Precious metal catalysts in the clean-up of biomass gasification gas: Part 1: Monometallic catalysts and their impact on gasification gas composition

The performance of Rh, Ru, Pt, and Pd on modified commercial zirconia support (m-ZrO₂) was compared to a benchmark Ni/m-ZrO₂ catalyst in the presence of H₂S in the clean-up of gasification gas from tar, methane, and ammonia. The aim was to produce ultra clean gas applicable for liquid biofuel production.

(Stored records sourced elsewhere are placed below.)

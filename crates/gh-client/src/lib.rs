//! GitHub Actions API client
//!
//! This crate provides a trait-based client for the three GitHub Actions
//! calls the log pipeline needs: listing a workflow file's runs on a branch,
//! listing a run's jobs, and downloading a run's log archive.
//!
//! # Example
//!
//! ```rust,no_run
//! use gh_client::{build_octocrab, GitHubClient, OctocrabClient, TokenResolver};
//!
//! # async fn example() -> anyhow::Result<()> {
//! let octocrab = build_octocrab(&TokenResolver::new()).await?;
//! let client = OctocrabClient::new(octocrab);
//!
//! let runs = client
//!     .fetch_workflow_runs("rust-lang", "rust", "ci.yml", "master")
//!     .await?;
//! # Ok(())
//! # }
//! ```

pub mod client;
pub mod octocrab_client;
pub mod token;
pub mod types;

pub use client::GitHubClient;
pub use octocrab_client::OctocrabClient;
pub use token::{build_octocrab, TokenResolver};
pub use types::{WorkflowJob, WorkflowRun, WorkflowRunConclusion, WorkflowRunStatus};

// Re-export octocrab so consumers don't need to depend on it directly
pub use octocrab;
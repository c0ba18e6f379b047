//! gh-repo-context: local repository metadata for the log pipeline
//!
//! Derives the owner, repository name and branch from the git repository in
//! the current directory, so the CLI can run without `--owner`,
//! `--repository` and `--branch` flags inside a checkout.
//!
//! # Example
//!
//! ```no_run
//! use gh_repo_context::RepoContext;
//! use std::path::Path;
//!
//! let ctx = RepoContext::discover(Path::new("."))?;
//! println!("{}/{}@{}", ctx.owner, ctx.repo, ctx.branch);
//! # Ok::<(), gh_repo_context::ContextError>(())
//! ```

pub mod context;
pub mod error;

pub use context::{head_branch, parse_owner_and_repo, remote_owner_and_repo, RepoContext};
pub use error::ContextError;
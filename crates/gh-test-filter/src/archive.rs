//! Job log extraction from run log archives
//!
//! GitHub Actions delivers a run's logs as a ZIP file. Each job has one
//! combined log file at the archive root named `{index}_{job name}.txt`,
//! alongside a directory of per-step files for the same job. Only the
//! combined file is of interest here.

use log::debug;
use std::io::{Cursor, Read};
use thiserror::Error;
use zip::ZipArchive;

/// Errors that can occur while pulling a job log out of a run log archive
#[derive(Debug, Error)]
pub enum ExtractError {
    #[error("Failed to read ZIP archive: {0}")]
    Zip(#[from] zip::result::ZipError),

    #[error("Failed to read file from ZIP: {0}")]
    Io(#[from] std::io::Error),

    #[error("No log file for job '{job_name}' in archive")]
    JobNotFound { job_name: String },
}

/// Extracts one job's raw log text from a workflow run log archive.
///
/// # Arguments
///
/// * `zip_data` - Raw bytes of the ZIP file from the GitHub Actions API
/// * `job_name` - Exact job name as configured in the workflow file
///
/// # Returns
///
/// The job's full log text (timestamps still attached), or
/// [`ExtractError::JobNotFound`] when the archive holds no combined log file
/// for that job.
pub fn job_log_from_archive(zip_data: &[u8], job_name: &str) -> Result<Vec<u8>, ExtractError> {
    let cursor = Cursor::new(zip_data);
    let mut archive = ZipArchive::new(cursor)?;

    let target = archive
        .file_names()
        .find(|name| job_file_matches(name, job_name))
        .map(str::to_string);

    let Some(target) = target else {
        return Err(ExtractError::JobNotFound {
            job_name: job_name.to_string(),
        });
    };

    let mut file = archive.by_name(&target)?;
    let mut content = Vec::new();
    file.read_to_end(&mut content)?;

    debug!(
        "Extracted {} bytes for job '{}' from '{}'",
        content.len(),
        job_name,
        target
    );
    Ok(content)
}

/// Whether an archive entry is the combined log file for the given job.
fn job_file_matches(file_name: &str, job_name: &str) -> bool {
    // Per-step files live in a subdirectory per job; the combined file is at
    // the root.
    if file_name.contains('/') {
        return false;
    }
    let Some(stem) = file_name.strip_suffix(".txt") else {
        return false;
    };
    match stem.split_once('_') {
        Some((index, name)) => index.bytes().all(|b| b.is_ascii_digit()) && name == job_name,
        None => false,
    }
}

#[cfg(test)]
mod tests {
    use super::*;
    use std::io::Write;
    use zip::write::SimpleFileOptions;
    use zip::ZipWriter;

    fn archive_with(files: &[(&str, &str)]) -> Vec<u8> {
        let mut writer = ZipWriter::new(Cursor::new(Vec::new()));
        let options = SimpleFileOptions::default();
        for (name, content) in files {
            writer.start_file(*name, options).unwrap();
            writer.write_all(content.as_bytes()).unwrap();
        }
        writer.finish().unwrap().into_inner()
    }

    #[test]
    fn test_extracts_matching_job_file() {
        let zip = archive_with(&[
            ("0_build.txt", "build output\n"),
            ("1_test.txt", "test output\n"),
            ("test/1_Set up job.txt", "step output\n"),
        ]);
        let logs = job_log_from_archive(&zip, "test").unwrap();
        assert_eq!(logs, b"test output\n");
    }

    #[test]
    fn test_missing_job_is_an_error() {
        let zip = archive_with(&[("0_build.txt", "build output\n")]);
        let err = job_log_from_archive(&zip, "lint").unwrap_err();
        assert!(matches!(err, ExtractError::JobNotFound { .. }));
    }

    #[test]
    fn test_job_file_matches() {
        assert!(job_file_matches("0_build.txt", "build"));
        assert!(job_file_matches("12_unit tests.txt", "unit tests"));
        assert!(!job_file_matches("0_build.txt", "test"));
        assert!(!job_file_matches("build/1_step.txt", "build"));
        assert!(!job_file_matches("README.md", "README"));
        assert!(!job_file_matches("x_build.txt", "build"));
    }

    #[test]
    fn test_garbage_bytes_are_a_zip_error() {
        let err = job_log_from_archive(b"not a zip", "build").unwrap_err();
        assert!(matches!(err, ExtractError::Zip(_)));
    }
}
//! GitHub Actions client trait
//!
//! This module defines the `GitHubClient` trait that all client
//! implementations must satisfy. The rest of the system only ever talks to
//! this trait; the filtering pipeline receives finished log buffers and never
//! sees the API layer.

use crate::types::{WorkflowJob, WorkflowRun};
use async_trait::async_trait;

/// GitHub Actions API client trait
///
/// Defines the three calls needed to turn a workflow file + branch + job name
/// into a raw log buffer: list the runs of a workflow file, list the jobs of
/// a run, and download a run's log archive.
///
/// # Thread Safety
///
/// Implementations must be `Send + Sync` to allow sharing across async tasks.
#[async_trait]
pub trait GitHubClient: Send + Sync {
    /// Fetch workflow runs for a workflow file, most recent first
    ///
    /// # Arguments
    ///
    /// * `owner` - Repository owner (user or organization)
    /// * `repo` - Repository name
    /// * `workflow_file` - Workflow base filename (e.g. `ci.yml`, not a path)
    /// * `branch` - Branch to filter runs by
    ///
    /// # Returns
    ///
    /// Runs of that workflow on that branch, newest first (API order).
    async fn fetch_workflow_runs(
        &self,
        owner: &str,
        repo: &str,
        workflow_file: &str,
        branch: &str,
    ) -> anyhow::Result<Vec<WorkflowRun>>;

    /// Fetch the jobs of a workflow run
    ///
    /// # Arguments
    ///
    /// * `owner` - Repository owner
    /// * `repo` - Repository name
    /// * `run_id` - Workflow run ID
    async fn fetch_workflow_jobs(
        &self,
        owner: &str,
        repo: &str,
        run_id: u64,
    ) -> anyhow::Result<Vec<WorkflowJob>>;

    /// Download the log archive of a workflow run
    ///
    /// The archive is a ZIP with one combined log file per job; see
    /// `gh_test_filter::job_log_from_archive` for extraction.
    ///
    /// # Arguments
    ///
    /// * `owner` - Repository owner
    /// * `repo` - Repository name
    /// * `run_id` - Workflow run ID
    ///
    /// # Returns
    ///
    /// Raw ZIP bytes.
    async fn download_run_logs(
        &self,
        owner: &str,
        repo: &str,
        run_id: u64,
    ) -> anyhow::Result<Vec<u8>>;
}
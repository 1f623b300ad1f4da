pub mod app;
pub mod config;
pub mod core;
pub mod domain;
pub mod utils;

#[cfg(feature = "cli")]
pub use config::CliConfig;

pub use app::{render_payload, RecordKind};
pub use config::toml_config::TomlConfig;
pub use crate::core::{hydration::hydrate, projection::project};
pub use domain::currency::Currency;
pub use domain::invoice::Invoice;
pub use domain::miner_fees::{MinerFees, MinerFeesItem};
pub use domain::model::{Element, FieldDescriptor, FieldKind, FieldValue};
pub use domain::payout::{ExchangeRates, Payout, PayoutStatus, PayoutTransaction};
pub use domain::ports::WireRecord;
pub use domain::shopper::Shopper;
pub use domain::universal_codes::UniversalCodes;
pub use utils::error::{ModelError, Result};
use crate::domain::model::{Element, FieldKind};
use crate::domain::ports::WireRecord;
use crate::utils::error::{ModelError, Result};
use serde_json::{Map, Value};

/// Builds a record from a wire mapping using the record's field table.
///
/// Keys are matched on wire name. Missing and `null` keys leave the field at
/// its default; keys the table does not know are skipped.
pub fn hydrate<R: WireRecord>(map: &Map<String, Value>) -> Result<R> {
    let mut record = R::default();

    for field in R::fields() {
        let Some(value) = map.get(field.wire_name) else {
            continue;
        };
        if value.is_null() {
            continue;
        }

        check_shape(field.kind, value).map_err(|e| e.in_field(field.wire_name))?;
        (field.set)(&mut record, value).map_err(|e| e.in_field(field.wire_name))?;
    }

    for key in map.keys() {
        if R::field_name(key).is_none() {
            tracing::debug!(record = R::KIND, key = %key, "ignoring unknown wire key");
        }
    }

    Ok(record)
}

/// Hydrates a nested record from a single JSON value.
pub fn hydrate_value<R: WireRecord>(value: &Value) -> Result<R> {
    match value {
        Value::Object(map) => hydrate(map),
        other => Err(ModelError::unexpected("object", other)),
    }
}

/// Hydrates a record collection. Objects whose keys are all known wire names
/// become records; anything else is kept as a raw element so it projects back
/// unchanged.
pub fn hydrate_elements<R: WireRecord>(value: &Value) -> Result<Vec<Element<R>>> {
    let items = value
        .as_array()
        .ok_or_else(|| ModelError::unexpected("array", value))?;

    items
        .iter()
        .map(|item| match item {
            Value::Object(map) if map.keys().all(|key| R::field_name(key).is_some()) => {
                hydrate(map).map(Element::Record)
            }
            raw => Ok(Element::Raw(raw.clone())),
        })
        .collect()
}

fn check_shape(kind: FieldKind, value: &Value) -> Result<()> {
    match kind {
        FieldKind::Record | FieldKind::Mapping if !value.is_object() => {
            Err(ModelError::unexpected("object", value))
        }
        FieldKind::Collection if !value.is_array() => Err(ModelError::unexpected("array", value)),
        _ => Ok(()),
    }
}

/// Scalar decoders used by field setters.
pub mod decode {
    use crate::domain::currency::Currency;
    use crate::utils::error::{ModelError, Result};
    use serde_json::{Map, Value};

    pub fn string(value: &Value) -> Result<Option<String>> {
        match value {
            Value::Null => Ok(None),
            Value::String(s) => Ok(Some(s.clone())),
            other => Err(ModelError::unexpected("string", other)),
        }
    }

    pub fn number(value: &Value) -> Result<Option<f64>> {
        match value {
            Value::Null => Ok(None),
            Value::Number(n) => Ok(n.as_f64()),
            other => Err(ModelError::unexpected("number", other)),
        }
    }

    pub fn integer(value: &Value) -> Result<Option<i64>> {
        match value {
            Value::Null => Ok(None),
            Value::Number(n) => n
                .as_i64()
                .map(Some)
                .ok_or_else(|| ModelError::unexpected("integer", value)),
            other => Err(ModelError::unexpected("integer", other)),
        }
    }

    pub fn flag(value: &Value) -> Result<Option<bool>> {
        match value {
            Value::Null => Ok(None),
            Value::Bool(b) => Ok(Some(*b)),
            other => Err(ModelError::unexpected("boolean", other)),
        }
    }

    pub fn currency(value: &Value) -> Result<Option<Currency>> {
        string(value)?.map(|code| code.parse()).transpose()
    }

    pub fn strings(value: &Value) -> Result<Vec<String>> {
        let items = value
            .as_array()
            .ok_or_else(|| ModelError::unexpected("array", value))?;
        items
            .iter()
            .map(|item| {
                item.as_str()
                    .map(str::to_string)
                    .ok_or_else(|| ModelError::unexpected("string", item))
            })
            .collect()
    }

    pub fn mapping(value: &Value) -> Result<Map<String, Value>> {
        value
            .as_object()
            .cloned()
            .ok_or_else(|| ModelError::unexpected("object", value))
    }
}

#[cfg(test)]
mod tests {
    use super::*;
    use serde_json::json;

    #[test]
    fn test_decode_scalars() {
        assert_eq!(decode::string(&json!("abc")).unwrap(), Some("abc".to_string()));
        assert_eq!(decode::string(&Value::Null).unwrap(), None);
        assert!(decode::string(&json!(1)).is_err());

        assert_eq!(decode::number(&json!(10.5)).unwrap(), Some(10.5));
        assert_eq!(decode::number(&json!(3)).unwrap(), Some(3.0));
        assert!(decode::number(&json!("3")).is_err());

        assert_eq!(decode::integer(&json!(100)).unwrap(), Some(100));
        assert!(decode::integer(&json!(1.5)).is_err());

        assert_eq!(decode::flag(&json!(true)).unwrap(), Some(true));
        assert!(decode::flag(&json!("true")).is_err());
    }

    #[test]
    fn test_decode_currency_rejects_unknown_codes() {
        assert!(decode::currency(&json!("USD")).unwrap().is_some());
        assert!(matches!(
            decode::currency(&json!("ZZZ")),
            Err(ModelError::InvalidCurrency { .. })
        ));
    }

    #[test]
    fn test_decode_strings() {
        assert_eq!(
            decode::strings(&json!(["BTC", "ETH"])).unwrap(),
            vec!["BTC".to_string(), "ETH".to_string()]
        );
        assert!(decode::strings(&json!(["BTC", 1])).is_err());
    }

    #[test]
    fn test_elements_with_unknown_keys_stay_raw() {
        use crate::domain::payout::PayoutTransaction;

        let value = json!([
            {"txid": "a", "amount": 1.0},
            {"txid": "b", "amount": 2.0, "confirmations": 6},
            {}
        ]);
        let elements: Vec<Element<PayoutTransaction>> = hydrate_elements(&value).unwrap();

        assert!(matches!(elements[0], Element::Record(_)));
        assert_eq!(
            elements[1],
            Element::Raw(json!({"txid": "b", "amount": 2.0, "confirmations": 6}))
        );
        assert_eq!(elements[2], Element::Record(PayoutTransaction::default()));
    }

    #[test]
    fn test_check_shape() {
        assert!(check_shape(FieldKind::Record, &json!({})).is_ok());
        assert!(check_shape(FieldKind::Record, &json!([])).is_err());
        assert!(check_shape(FieldKind::Mapping, &json!("x")).is_err());
        assert!(check_shape(FieldKind::Collection, &json!([])).is_ok());
        assert!(check_shape(FieldKind::Collection, &json!({})).is_err());
        assert!(check_shape(FieldKind::Scalar, &json!({})).is_ok());
    }
}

In general, the activity towards the decomposition decreased in the order of aromatic hydrocarbons, ethylene > methane > ammonia. Hydrocarbon decomposition on m-ZrO₂ supported Rh, Ni, and Ru catalysts mainly occurred at 800–900 °C through reforming and/or dealkylation reactions. Aromatic hydrocarbon decomposition reactions proceeded on Pt/m-ZrO₂ and Pd/m-ZrO₂ via oxidation reactions at temperatures of 600–800 °C, while at 900 °C, the reforming and/or dealkylation reactions were dominating also on Pt/m-ZrO₂ and Pd/m-ZrO₂ catalysts. During longer test runs of ten hours at 800 °C, the activity of the Rh/m-ZrO₂ catalyst declined in the presence of 100 ppm H₂S due to the sulfur poisoning effects, coke formation, and the particle size growth. Although the performance of Rh/m-ZrO₂ declined, it still remained better than Ni/m-ZrO₂ both towards naphthalene and total aromatic hydrocarbon, while only Ni/m-ZrO₂ and Ru/m-ZrO₂ decomposed ammonia in the presence of sulfur. Nevertheless, the most promising catalyst for clean gas production was Rh/m-ZrO₂.